Future-proofed physical access control helps campus administrators provide improved campus security coupled with convenience to students and staff
By Gustavo Gassmann, HID Vice President of Emerging Markets, PACS
With an estimated 13.2m students and thousands of faculty members entering and exiting South African campus buildings at any time, university administrators must be fastidious about security, especially in today’s rapidly evolving technological environment.
Modern campuses typically have centralised management and control of security systems and procedures, as well as risk-management strategies that include identification, assessment and monitoring of threats.
This is especially important as the country’s tertiary institutions have on occasion been the epicentre of protest action. Some of that was peaceful. Some has led to large-scale vandalism, destruction of property and disruption to teaching and learning.
As the first line of defence against intruders and unauthorized access, access control systems must be well understood and deployed.
But with new technologies coming to the market and user expectations changing, mobile access control has quickly gained traction in recent years for its convenience, flexibility and enhanced security features.
During the pandemic, campuses with a future-safe physical access control systems (PACS) infrastructure demonstrated how important it is to quickly add capabilities that improve resilience and adaptability.
One international case study is the Les Roches Hospitality School in Spain, where mobile IDs for “touchless” access control eliminated badge and ID card issuance touchpoints and contact with cards, readers or keypads, while elevating the student experience.

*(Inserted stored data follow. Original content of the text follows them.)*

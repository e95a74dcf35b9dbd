// ==========================================
// 数据泵 - 导出单元格转换
// ==========================================
// null → ""，布尔 → "TRUE"/"FALSE"，日期 → MM/DD/YYYY（记录时区）
// 数组 → 逗号连接，其余原样
// ==========================================

use crate::domain::calendar::{format_sheet_date, stored_timestamp_to_local_date};
use crate::domain::cell::{bool_token, format_number, CellValue};
use crate::schema::ColumnSpec;
use chrono_tz::Tz;
use serde_json::Value;

fn scalar_text(value: &Value) -> Option<String> {
    match value {
        Value::String(s) => Some(s.clone()),
        Value::Number(n) => n.as_f64().map(format_number),
        Value::Bool(b) => Some(bool_token(*b).to_string()),
        _ => None,
    }
}

/// 存储值 → 单元格
///
/// # 参数
/// - column: 所属列；未知表头传 None
/// - tz: 记录时区（日期列使用）
pub fn to_cell(column: Option<&ColumnSpec>, value: &Value, tz: Tz) -> CellValue {
    match value {
        Value::Null => CellValue::Empty,
        Value::Bool(b) => CellValue::text(bool_token(*b)),
        Value::Number(n) => n.as_f64().map(CellValue::Number).unwrap_or_default(),
        Value::String(s) if column.map(|c| c.is_date()).unwrap_or(false) => {
            stored_timestamp_to_local_date(s, tz)
                .map(|date| CellValue::text(format_sheet_date(date)))
                .unwrap_or_else(|| CellValue::from(s.as_str()))
        }
        Value::String(s) => CellValue::from(s.as_str()),
        Value::Array(items) => {
            let joined: Vec<String> = items.iter().filter_map(scalar_text).collect();
            CellValue::from(joined.join(", "))
        }
        Value::Object(_) => CellValue::from(value.to_string()),
    }
}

An example: When students come to study at the Les Roches Marbella campus, they are not just attending one of the world’s leading hospitality business schools, they are also enveloped in extraordinary innovation and sophisticated living to mirror the exceptional experiences they are being trained on.
Les Roches houses more than 1,000 students from around the world in a real-life training site that offers hands-on experience. With a legacy card-based system, the students and faculty needed to have with their badges at all times to validate themselves.
Supporting administrators’ quest for digital transformation, as part of the school’s Spark incubator program, the school’s leadership team wanted this system to be replaced with a mobile credentials-based system where plastic access cards would be replaced by digital IDs on a smartphone.
This would serve as the verification for daily physical access and digital touchpoints, including building access, vending machines and restaurant reservations. It would also allow the school to steer digital transformation and student efficiencies throughout its security and administrative functions.
The solution should provide the following benefits:
- Swift granting and removal of access
- Avoiding disruption when students lose or forget cards
- Accommodating a multisystem environment
- Promoting administrative efficiencies such as new student registration
Management also wanted to drive improvements through back-office processes and procedures to save time and resources, while enhancing everyday life on campus through modern technology. One of the most pressing factors for this particular mobile initiative was to achieve higher efficiency around the school’s new student intake registration or check-in process each semester, because loading ID credentials individually onto RFID cards, then printing each of the 1,000-plus cards, meant corrections along the way were inevitable.
Considerations: the mobile technology needed to support both Android and iOS phones, as well as physical card technology.
The solution that emerged comprised a robust mobile ecosystem with more than 40 access points featuring mobile identification, app, portal and reader technologies.
More importantly, because the solution is built on open standards-based technology where software upgrades can be securely managed through the cloud, it has the ability to integrate with existing security platforms as well as support future technologies. It points to a future where access can be meticulously controlled without compromising convenience, and that is likely to sit as well with South Africa’s tertiary education sector as it has elsewhere in the world.